## [SUPPLIED DATA]

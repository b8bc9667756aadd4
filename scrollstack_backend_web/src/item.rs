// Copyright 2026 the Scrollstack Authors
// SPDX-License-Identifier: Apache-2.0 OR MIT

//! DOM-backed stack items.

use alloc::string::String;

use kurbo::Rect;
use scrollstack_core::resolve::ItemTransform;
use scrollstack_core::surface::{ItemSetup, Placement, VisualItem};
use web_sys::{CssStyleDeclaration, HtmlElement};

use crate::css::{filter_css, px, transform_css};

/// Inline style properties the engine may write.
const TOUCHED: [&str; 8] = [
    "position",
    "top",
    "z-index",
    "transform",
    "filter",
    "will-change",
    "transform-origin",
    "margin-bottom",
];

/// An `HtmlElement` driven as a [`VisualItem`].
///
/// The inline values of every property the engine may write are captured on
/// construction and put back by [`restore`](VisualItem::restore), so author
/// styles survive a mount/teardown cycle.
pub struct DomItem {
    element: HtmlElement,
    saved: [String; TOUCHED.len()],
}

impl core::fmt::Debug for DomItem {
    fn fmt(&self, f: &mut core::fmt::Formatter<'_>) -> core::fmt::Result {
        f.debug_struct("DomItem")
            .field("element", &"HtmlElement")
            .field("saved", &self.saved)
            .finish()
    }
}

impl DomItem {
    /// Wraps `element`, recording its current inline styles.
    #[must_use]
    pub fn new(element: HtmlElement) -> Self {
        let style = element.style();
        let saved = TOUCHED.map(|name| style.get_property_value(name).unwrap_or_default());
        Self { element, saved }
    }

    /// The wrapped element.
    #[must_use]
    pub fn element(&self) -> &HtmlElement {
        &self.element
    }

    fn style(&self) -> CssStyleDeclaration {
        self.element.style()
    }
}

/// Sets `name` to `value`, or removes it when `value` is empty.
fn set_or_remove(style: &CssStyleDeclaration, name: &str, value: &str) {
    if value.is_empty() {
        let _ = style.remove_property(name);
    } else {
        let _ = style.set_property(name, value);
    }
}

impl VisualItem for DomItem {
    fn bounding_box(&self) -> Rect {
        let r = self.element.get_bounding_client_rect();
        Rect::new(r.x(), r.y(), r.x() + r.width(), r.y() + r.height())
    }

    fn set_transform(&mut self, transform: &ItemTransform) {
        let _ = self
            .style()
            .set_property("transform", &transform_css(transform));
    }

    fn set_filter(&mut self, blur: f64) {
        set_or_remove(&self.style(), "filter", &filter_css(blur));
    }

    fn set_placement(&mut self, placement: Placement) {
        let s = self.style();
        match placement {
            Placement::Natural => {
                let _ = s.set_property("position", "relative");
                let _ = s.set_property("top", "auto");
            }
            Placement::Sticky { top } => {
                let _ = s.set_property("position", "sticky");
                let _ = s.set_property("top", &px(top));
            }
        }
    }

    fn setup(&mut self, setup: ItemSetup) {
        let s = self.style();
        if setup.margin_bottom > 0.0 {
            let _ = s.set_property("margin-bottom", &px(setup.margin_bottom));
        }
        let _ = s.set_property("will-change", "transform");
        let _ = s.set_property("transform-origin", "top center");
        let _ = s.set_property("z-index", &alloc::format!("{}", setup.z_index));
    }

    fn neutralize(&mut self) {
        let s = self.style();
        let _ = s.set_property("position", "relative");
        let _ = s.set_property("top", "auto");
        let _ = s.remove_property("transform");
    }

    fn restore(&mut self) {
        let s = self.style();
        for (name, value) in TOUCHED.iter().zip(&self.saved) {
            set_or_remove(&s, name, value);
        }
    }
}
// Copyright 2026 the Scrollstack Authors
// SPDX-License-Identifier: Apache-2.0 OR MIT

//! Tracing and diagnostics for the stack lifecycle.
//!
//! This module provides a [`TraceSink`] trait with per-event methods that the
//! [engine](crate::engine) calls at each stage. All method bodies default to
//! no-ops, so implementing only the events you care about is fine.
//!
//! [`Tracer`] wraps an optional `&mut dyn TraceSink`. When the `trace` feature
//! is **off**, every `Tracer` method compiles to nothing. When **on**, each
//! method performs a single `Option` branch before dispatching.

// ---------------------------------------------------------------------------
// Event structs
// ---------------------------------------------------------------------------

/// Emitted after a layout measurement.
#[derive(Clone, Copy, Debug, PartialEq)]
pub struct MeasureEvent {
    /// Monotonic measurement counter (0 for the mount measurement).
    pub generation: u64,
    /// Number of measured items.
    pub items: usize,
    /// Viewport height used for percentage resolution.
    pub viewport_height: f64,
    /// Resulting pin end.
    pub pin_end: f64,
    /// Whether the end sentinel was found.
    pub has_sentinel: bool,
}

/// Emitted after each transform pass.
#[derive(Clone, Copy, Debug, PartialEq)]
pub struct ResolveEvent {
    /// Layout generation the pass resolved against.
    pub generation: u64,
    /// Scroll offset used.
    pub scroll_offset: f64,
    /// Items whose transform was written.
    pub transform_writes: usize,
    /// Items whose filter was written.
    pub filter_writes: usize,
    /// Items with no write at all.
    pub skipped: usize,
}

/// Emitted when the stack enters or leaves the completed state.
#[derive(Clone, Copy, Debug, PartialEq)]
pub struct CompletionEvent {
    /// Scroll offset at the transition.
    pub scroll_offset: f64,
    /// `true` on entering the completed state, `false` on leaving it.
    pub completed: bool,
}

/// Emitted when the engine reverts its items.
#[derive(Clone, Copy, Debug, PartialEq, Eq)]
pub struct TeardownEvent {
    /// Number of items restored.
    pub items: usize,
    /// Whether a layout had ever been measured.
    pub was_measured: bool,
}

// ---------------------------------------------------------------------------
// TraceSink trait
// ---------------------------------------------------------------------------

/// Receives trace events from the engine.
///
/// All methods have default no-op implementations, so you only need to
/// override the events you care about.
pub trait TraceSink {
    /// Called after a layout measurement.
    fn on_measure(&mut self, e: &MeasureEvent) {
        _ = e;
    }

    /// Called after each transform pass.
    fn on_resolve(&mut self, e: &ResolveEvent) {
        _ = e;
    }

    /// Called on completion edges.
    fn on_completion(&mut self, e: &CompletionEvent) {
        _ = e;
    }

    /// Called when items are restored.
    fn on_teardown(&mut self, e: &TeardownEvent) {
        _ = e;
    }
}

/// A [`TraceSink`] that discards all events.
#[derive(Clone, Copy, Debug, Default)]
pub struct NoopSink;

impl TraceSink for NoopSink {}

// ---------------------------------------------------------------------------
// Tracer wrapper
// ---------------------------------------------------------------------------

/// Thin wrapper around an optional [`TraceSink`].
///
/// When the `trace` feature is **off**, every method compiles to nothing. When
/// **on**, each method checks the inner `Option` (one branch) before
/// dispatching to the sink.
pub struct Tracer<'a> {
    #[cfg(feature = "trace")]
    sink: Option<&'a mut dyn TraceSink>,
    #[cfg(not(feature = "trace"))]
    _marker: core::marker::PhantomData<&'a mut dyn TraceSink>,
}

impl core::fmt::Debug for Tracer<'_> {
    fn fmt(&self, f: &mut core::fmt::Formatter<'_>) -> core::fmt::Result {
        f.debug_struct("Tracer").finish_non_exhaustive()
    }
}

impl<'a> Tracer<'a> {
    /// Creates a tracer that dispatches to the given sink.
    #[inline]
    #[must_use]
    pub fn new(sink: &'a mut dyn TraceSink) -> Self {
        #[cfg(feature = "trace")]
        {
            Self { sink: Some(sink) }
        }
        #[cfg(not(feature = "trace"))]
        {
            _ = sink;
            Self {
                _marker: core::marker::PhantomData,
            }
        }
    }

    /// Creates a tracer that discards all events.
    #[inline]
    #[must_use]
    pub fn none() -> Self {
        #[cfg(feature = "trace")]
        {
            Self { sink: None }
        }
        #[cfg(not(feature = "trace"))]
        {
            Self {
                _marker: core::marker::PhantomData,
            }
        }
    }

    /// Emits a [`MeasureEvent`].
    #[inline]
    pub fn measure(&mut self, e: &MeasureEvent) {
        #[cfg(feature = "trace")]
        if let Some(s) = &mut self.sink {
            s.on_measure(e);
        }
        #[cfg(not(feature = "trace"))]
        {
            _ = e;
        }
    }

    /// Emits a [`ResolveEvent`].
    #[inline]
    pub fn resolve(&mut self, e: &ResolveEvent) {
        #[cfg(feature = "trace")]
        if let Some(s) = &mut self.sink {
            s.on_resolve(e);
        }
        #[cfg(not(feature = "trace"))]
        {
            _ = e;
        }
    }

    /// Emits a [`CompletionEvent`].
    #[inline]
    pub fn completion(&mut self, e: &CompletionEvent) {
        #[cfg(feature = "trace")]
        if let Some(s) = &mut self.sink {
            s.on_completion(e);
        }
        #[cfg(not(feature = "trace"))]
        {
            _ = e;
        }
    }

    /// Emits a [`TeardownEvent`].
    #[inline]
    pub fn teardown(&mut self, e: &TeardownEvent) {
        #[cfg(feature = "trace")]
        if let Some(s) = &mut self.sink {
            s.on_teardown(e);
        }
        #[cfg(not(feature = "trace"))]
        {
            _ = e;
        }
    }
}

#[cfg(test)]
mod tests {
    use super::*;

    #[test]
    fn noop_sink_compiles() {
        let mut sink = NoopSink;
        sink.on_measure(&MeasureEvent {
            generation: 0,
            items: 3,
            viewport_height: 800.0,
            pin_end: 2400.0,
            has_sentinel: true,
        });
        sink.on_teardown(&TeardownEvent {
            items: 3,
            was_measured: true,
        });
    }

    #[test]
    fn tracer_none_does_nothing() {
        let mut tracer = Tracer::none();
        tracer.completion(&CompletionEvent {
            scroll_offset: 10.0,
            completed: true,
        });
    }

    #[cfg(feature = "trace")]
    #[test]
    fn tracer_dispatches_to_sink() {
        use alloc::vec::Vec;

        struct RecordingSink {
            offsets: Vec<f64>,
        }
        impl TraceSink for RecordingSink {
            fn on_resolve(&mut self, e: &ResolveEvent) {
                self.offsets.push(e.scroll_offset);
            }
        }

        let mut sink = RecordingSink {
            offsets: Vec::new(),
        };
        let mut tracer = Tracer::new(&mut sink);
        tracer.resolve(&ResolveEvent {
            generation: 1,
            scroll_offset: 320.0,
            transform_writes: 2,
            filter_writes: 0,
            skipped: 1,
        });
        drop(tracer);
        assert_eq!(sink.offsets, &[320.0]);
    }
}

## [WHAT TO PRODUCE]
Could you find every line in the records above that contains the word "ResolveEvent" and copy it?

## [OUTPUT FOR THIS EXERCISE]
pub struct ResolveEvent {
    fn on_resolve(&mut self, e: &ResolveEvent) {
    /// Emits a [`ResolveEvent`].
    pub fn resolve(&mut self, e: &ResolveEvent) {
            fn on_resolve(&mut self, e: &ResolveEvent) {
        tracer.resolve(&ResolveEvent {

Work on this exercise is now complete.